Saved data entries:
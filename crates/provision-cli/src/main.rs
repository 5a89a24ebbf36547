use std::path::PathBuf;
use std::time::Duration;

use clap::{Args, Parser, Subcommand};
use provision::{
    AwsCloud, InMemoryCloud, ParameterPublisher, ProvisioningContext, PublicationPaths, QueueConfig,
    ResourceCreator,
};

#[tokio::main]
pub async fn main() {
    env_logger::Builder::from_env(env_logger::Env::default().default_filter_or("warn")).init();

    if let Err(e) = Cli::parse().run().await {
        eprintln!("error: {e:#}");
        std::process::exit(1);
    }
}

#[derive(Debug, Parser)]
#[command(name = "provision")]
#[command(about = "provision AWS SQS queues with dead letter queues and published SSM references", long_about = None)]
pub struct Cli {
    /// Use LocalStack with static test credentials
    #[arg(long, global = true)]
    local: bool,

    /// Endpoint URL override, e.g. http://localhost:4566
    #[arg(long, global = true)]
    endpoint: Option<String>,

    #[command(subcommand)]
    command: Commands,
}

#[derive(Debug, Subcommand)]
enum Commands {
    /// Print the slug derived from a parent identifier
    Slug {
        parent_id: String,
        #[arg(long = "env", env = "PROVISION_ENVIRONMENT")]
        environment: String,
    },
    /// Print the parameter paths references are published under
    Paths {
        parent_id: String,
        #[arg(long = "env", env = "PROVISION_ENVIRONMENT")]
        environment: String,
    },
    /// Provision the key, dead letter queue and primary queue
    Queue(QueueArgs),
    /// Read back the references published for a parent identifier
    Describe(TargetArgs),
}

#[derive(Debug, Args)]
struct TargetArgs {
    parent_id: String,

    #[arg(long = "env", env = "PROVISION_ENVIRONMENT")]
    environment: String,

    #[arg(long, env = "AWS_ACCOUNT_ID", default_value = "")]
    account: String,

    #[arg(long, env = "AWS_REGION", default_value = "")]
    region: String,
}

impl TargetArgs {
    fn context(&self) -> provision::Result<ProvisioningContext> {
        ProvisioningContext::new(
            self.parent_id.as_str(),
            self.environment.as_str(),
            self.account.as_str(),
            self.region.as_str(),
        )
    }
}

#[derive(Debug, Args)]
struct QueueArgs {
    #[command(flatten)]
    target: TargetArgs,

    /// JSON queue property object; flags below override its fields
    #[arg(long)]
    config: Option<PathBuf>,

    /// Create FIFO queues
    #[arg(long)]
    fifo: bool,

    /// Only create the dead letter queue
    #[arg(long)]
    dlq_only: bool,

    /// Message retention in seconds (default 4 days)
    #[arg(long)]
    retention_secs: Option<u64>,

    /// Visibility timeout of the primary queue in seconds (default 30)
    #[arg(long)]
    visibility_timeout_secs: Option<u64>,

    /// Plan against an in-memory cloud instead of AWS
    #[arg(long)]
    dry_run: bool,
}

impl QueueArgs {
    fn queue_config(&self) -> anyhow::Result<QueueConfig> {
        let mut cfg = match &self.config {
            Some(path) => QueueConfig::from_file(path)?,
            None => QueueConfig::default(),
        };

        cfg.is_fifo |= self.fifo;
        cfg.is_dlq |= self.dlq_only;
        if let Some(secs) = self.retention_secs {
            cfg.retention_period = Some(Duration::from_secs(secs));
        }
        if let Some(secs) = self.visibility_timeout_secs {
            cfg.visibility_timeout = Some(Duration::from_secs(secs));
        }

        Ok(cfg)
    }
}

impl Cli {
    pub async fn run(self) -> anyhow::Result<()> {
        match &self.command {
            Commands::Slug {
                parent_id,
                environment,
            } => println!("{}", provision::derive_slug(parent_id, environment)?),
            Commands::Paths {
                parent_id,
                environment,
            } => {
                let slug = provision::derive_slug(parent_id, environment)?;
                for path in PublicationPaths::new(environment, &slug).all() {
                    println!("{path}");
                }
            }
            Commands::Queue(args) => {
                let ctx = args.target.context()?;
                let cfg = args.queue_config()?;

                let set = if args.dry_run {
                    let cloud = InMemoryCloud::new(ctx.account_id(), ctx.region());
                    run_provision(&ctx, &cfg, &cloud, &cloud).await?
                } else {
                    let cloud = AwsCloud::from_config(&self.aws_config(ctx.region()).await);
                    run_provision(&ctx, &cfg, &cloud, &cloud).await?
                };

                println!("{}", serde_json::to_string_pretty(&set)?);
            }
            Commands::Describe(target) => {
                let ctx = target.context()?;
                let cloud = AwsCloud::from_config(&self.aws_config(ctx.region()).await);
                let published = provision::describe(&ctx, &cloud).await?;
                println!("{}", serde_json::to_string_pretty(&published)?);
            }
        };

        Ok(())
    }

    /// SDK config pinned to `region`, the one the provisioning context was validated with.
    async fn aws_config(&self, region: &str) -> aws_config::SdkConfig {
        let mut loader = aws_config::from_env().region(aws_config::Region::new(region.to_owned()));

        if self.local {
            loader = loader
                .credentials_provider(aws_sdk_sqs::config::Credentials::new(
                    "test", "test", None, None, "static",
                ))
                .endpoint_url(self.endpoint.as_deref().unwrap_or("http://localhost:4566"));
        } else if let Some(endpoint) = &self.endpoint {
            loader = loader.endpoint_url(endpoint);
        }

        loader.load().await
    }
}

async fn run_provision<R, P>(
    ctx: &ProvisioningContext,
    cfg: &QueueConfig,
    resources: &R,
    publisher: &P,
) -> anyhow::Result<provision::ProvisionedQueueSet>
where
    R: ResourceCreator,
    P: ParameterPublisher,
{
    log::info!(
        "provisioning {} in {} ({}/{})",
        ctx.parent_id(),
        ctx.environment(),
        ctx.account_id(),
        ctx.region()
    );
    Ok(provision::provision(ctx, cfg, resources, publisher).await?)
}
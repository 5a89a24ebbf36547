use provision::{InMemoryCloud, ProvisioningContext};

pub const ACCOUNT_ID: &str = "123456789012";
pub const REGION: &str = "eu-west-1";

pub fn cloud() -> InMemoryCloud {
    InMemoryCloud::new(ACCOUNT_ID, REGION)
}

pub fn context(parent_id: &str, environment: &str) -> ProvisioningContext {
    ProvisioningContext::new(parent_id, environment, ACCOUNT_ID, REGION).unwrap()
}

pub fn runtime() -> tokio::runtime::Runtime {
    tokio::runtime::Builder::new_current_thread()
        .enable_all()
        .build()
        .unwrap()
}
//! Convention-based names derived from a parent identifier.
//!
//! Every name produced here is a pure function of the parent identifier and the
//! environment tag, which is what makes re-running a provisioning idempotent.

use crate::error::{ProvisionError, Result};

/// Separator between the segments of a parent identifier.
pub const DELIMITER: char = '-';

/// Root of the shared parameter namespace for published SQS references.
const PUBLISHED_ROOT: &str = "/service/data";

/// SQS limit on queue names, `.fifo` suffix included.
const MAX_QUEUE_NAME_LEN: usize = 80;

const FIFO_SUFFIX: &str = ".fifo";

/// Derives the short slug used in publication paths.
///
/// Takes the last two `-` separated segments of `parent_id`, drops a leading
/// `"{environment}-"` and lowercases the result. The prefix match is case
/// sensitive and happens before lowercasing.
///
/// ```
/// assert_eq!(provision::derive_slug("Data-dev-Orders", "dev").unwrap(), "orders");
/// assert_eq!(provision::derive_slug("prod-data-orders", "dev").unwrap(), "data-orders");
/// ```
///
/// # Errors
///
/// [`ProvisionError::Validation`] when `parent_id` has fewer than two segments
/// or one of the last two segments is empty.
pub fn derive_slug(parent_id: &str, environment: &str) -> Result<String> {
    let mut segments = parent_id.rsplit(DELIMITER);
    let (Some(last), Some(second_last)) = (segments.next(), segments.next()) else {
        return Err(ProvisionError::Validation(format!(
            "parent identifier '{parent_id}' needs at least two '{DELIMITER}' separated segments"
        )));
    };

    if last.is_empty() || second_last.is_empty() {
        return Err(ProvisionError::Validation(format!(
            "parent identifier '{parent_id}' has an empty segment among its last two"
        )));
    }

    let joined = format!("{second_last}{DELIMITER}{last}");
    let env_prefix = format!("{environment}{DELIMITER}");
    let stripped = match joined.strip_prefix(&env_prefix) {
        Some(rest) if !environment.is_empty() => rest,
        _ => joined.as_str(),
    };

    Ok(stripped.to_lowercase())
}

/// Which of the two queues a name or path refers to.
#[derive(Debug, Clone, Copy, PartialEq, Eq, serde::Serialize)]
#[serde(rename_all = "kebab-case")]
pub enum QueueRole {
    Primary,
    DeadLetter,
}

impl QueueRole {
    fn name_suffix(self) -> &'static str {
        match self {
            QueueRole::Primary => "Queue",
            QueueRole::DeadLetter => "DLQ",
        }
    }

    fn path_suffix(self) -> &'static str {
        match self {
            QueueRole::Primary => "queue",
            QueueRole::DeadLetter => "dlq",
        }
    }
}

/// A validated SQS queue name.
#[derive(Debug, Clone, PartialEq, Eq)]
pub struct QueueName(String);

impl QueueName {
    /// Builds `{parent_id}-Queue[.fifo]` or `{parent_id}-DLQ[.fifo]`.
    pub fn for_role(parent_id: &str, role: QueueRole, fifo: bool) -> Result<Self> {
        let suffix = if fifo { FIFO_SUFFIX } else { "" };
        Self::new(format!(
            "{parent_id}{DELIMITER}{}{suffix}",
            role.name_suffix()
        ))
    }

    pub fn new<S: Into<String>>(name: S) -> Result<Self> {
        let name = name.into();
        if name.len() > MAX_QUEUE_NAME_LEN {
            return Err(ProvisionError::Validation(format!(
                "queue name exceeds maximum length: {} > {MAX_QUEUE_NAME_LEN} characters",
                name.len()
            )));
        }

        let stem = name.strip_suffix(FIFO_SUFFIX).unwrap_or(&name);
        if stem.is_empty() {
            return Err(ProvisionError::Validation(
                "queue name cannot be empty".to_string(),
            ));
        }
        if let Some(c) = stem
            .chars()
            .find(|c| !c.is_ascii_alphanumeric() && *c != '-' && *c != '_')
        {
            return Err(ProvisionError::Validation(format!(
                "invalid character in queue name '{name}': '{c}'. Allowed: alphanumeric, '-', '_'"
            )));
        }

        Ok(Self(name))
    }

    pub fn is_fifo(&self) -> bool {
        self.0.ends_with(FIFO_SUFFIX)
    }
}

impl AsRef<str> for QueueName {
    fn as_ref(&self) -> &str {
        &self.0
    }
}

impl std::fmt::Display for QueueName {
    fn fmt(&self, f: &mut std::fmt::Formatter<'_>) -> std::fmt::Result {
        f.write_str(&self.0)
    }
}

/// Alias under which the shared KMS key of a parent identifier is registered.
pub fn key_alias(parent_id: &str) -> String {
    format!("alias/{parent_id}{DELIMITER}KmsKey")
}

/// Parameter paths under which queue references are published.
#[derive(Debug, Clone, PartialEq, Eq)]
pub struct PublicationPaths {
    prefix: String,
}

impl PublicationPaths {
    pub fn new(environment: &str, slug: &str) -> Self {
        Self {
            prefix: format!("{PUBLISHED_ROOT}/{environment}/published/sqs/{slug}"),
        }
    }

    /// `/service/data/{environment}/published/sqs/{slug}`
    pub fn prefix(&self) -> &str {
        &self.prefix
    }

    pub fn arn(&self, role: QueueRole) -> String {
        format!("{}-{}-arn", self.prefix, role.path_suffix())
    }

    pub fn url(&self, role: QueueRole) -> String {
        format!("{}-{}-url", self.prefix, role.path_suffix())
    }

    /// All four paths, primary queue first.
    pub fn all(&self) -> [String; 4] {
        [
            self.arn(QueueRole::Primary),
            self.url(QueueRole::Primary),
            self.arn(QueueRole::DeadLetter),
            self.url(QueueRole::DeadLetter),
        ]
    }
}
#[async_trait]
impl ResourceCreator for AwsCloud {
    async fn ensure_key(&self, spec: &KeySpec) -> anyhow::Result<KeyRef> {
        match self.kms.describe_key().key_id(&spec.alias).send().await {
            Ok(output) => {
                let arn = output
                    .key_metadata()
                    .and_then(|m| m.arn())
                    .context("DescribeKey returned no key ARN")?;
                warn!("key {} already exists, reusing it", spec.alias);
                return Ok(KeyRef {
                    alias: spec.alias.clone(),
                    arn: arn.to_string(),
                });
            }
            Err(e) if e.as_service_error().is_some_and(|se| se.is_not_found_exception()) => {
                debug!("no key registered under {}", spec.alias);
            }
            Err(e) => {
                return Err(e).with_context(|| format!("failed to look up key {}", spec.alias));
            }
        }

        let arn = match self.tagged_key(&spec.alias).await? {
            Some(arn) => {
                warn!("found unaliased key {arn} for {}, reusing it", spec.alias);
                arn
            }
            None => self.create_key(spec).await?,
        };

        self.kms
            .create_alias()
            .alias_name(&spec.alias)
            .target_key_id(&arn)
            .send()
            .await
            .with_context(|| format!("failed to create alias {}", spec.alias))?;

        Ok(KeyRef {
            alias: spec.alias.clone(),
            arn,
        })
    }

    async fn ensure_queue(&self, spec: &QueueSpec) -> anyhow::Result<QueueHandle> {
        let name = spec.name.as_ref();
        let attributes = queue_attributes(spec)?;

        let created = self
            .sqs
            .create_queue()
            .queue_name(name)
            .set_attributes(Some(attributes.clone()))
            .send()
            .await;

        let url = match created {
            Ok(output) => output
                .queue_url()
                .map(str::to_string)
                .context("CreateQueue returned no URL")?,
            Err(e) if queue_exists(&e) => {
                warn!("queue {name} already exists, updating its attributes");
                let url = self.queue_url(name).await?;

                // the ordering mode is fixed at creation
                let mut mutable = attributes;
                mutable.remove(&QueueAttributeName::FifoQueue);
                self.sqs
                    .set_queue_attributes()
                    .queue_url(&url)
                    .set_attributes(Some(mutable))
                    .send()
                    .await
                    .with_context(|| format!("failed to update attributes of queue {name}"))?;
                url
            }
            Err(e) => return Err(e).with_context(|| format!("failed to create queue {name}")),
        };

        let arn = self.queue_arn(&url).await?;

        if spec.enforce_tls {
            self.sqs
                .set_queue_attributes()
                .queue_url(&url)
                .attributes(QueueAttributeName::Policy, tls_only_policy(&arn))
                .send()
                .await
                .with_context(|| format!("failed to set access policy of queue {name}"))?;
        }

        Ok(QueueHandle { arn, url })
    }
}

#[async_trait]
impl ParameterPublisher for AwsCloud {
    async fn publish(&self, path: &str, value: &str) -> anyhow::Result<()> {
        self.ssm
            .put_parameter()
            .name(path)
            .value(value)
            .r#type(ssm::types::ParameterType::String)
            .overwrite(true)
            .send()
            .await
            .with_context(|| format!("failed to put parameter {path}"))?;
        Ok(())
    }

    async fn lookup(&self, path: &str) -> anyhow::Result<Option<String>> {
        match self.ssm.get_parameter().name(path).send().await {
            Ok(output) => Ok(output
                .parameter()
                .and_then(|p| p.value())
                .map(str::to_string)),
            Err(e) if e.as_service_error().is_some_and(|se| se.is_parameter_not_found()) => Ok(None),
            Err(e) => Err(e).with_context(|| format!("failed to get parameter {path}")),
        }
    }
}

Task directions: Check every line of the records, and copy the ones that hold the word "registered".

Solution to this task:
/// Alias under which the shared KMS key of a parent identifier is registered.
                debug!("no key registered under {}", spec.alias);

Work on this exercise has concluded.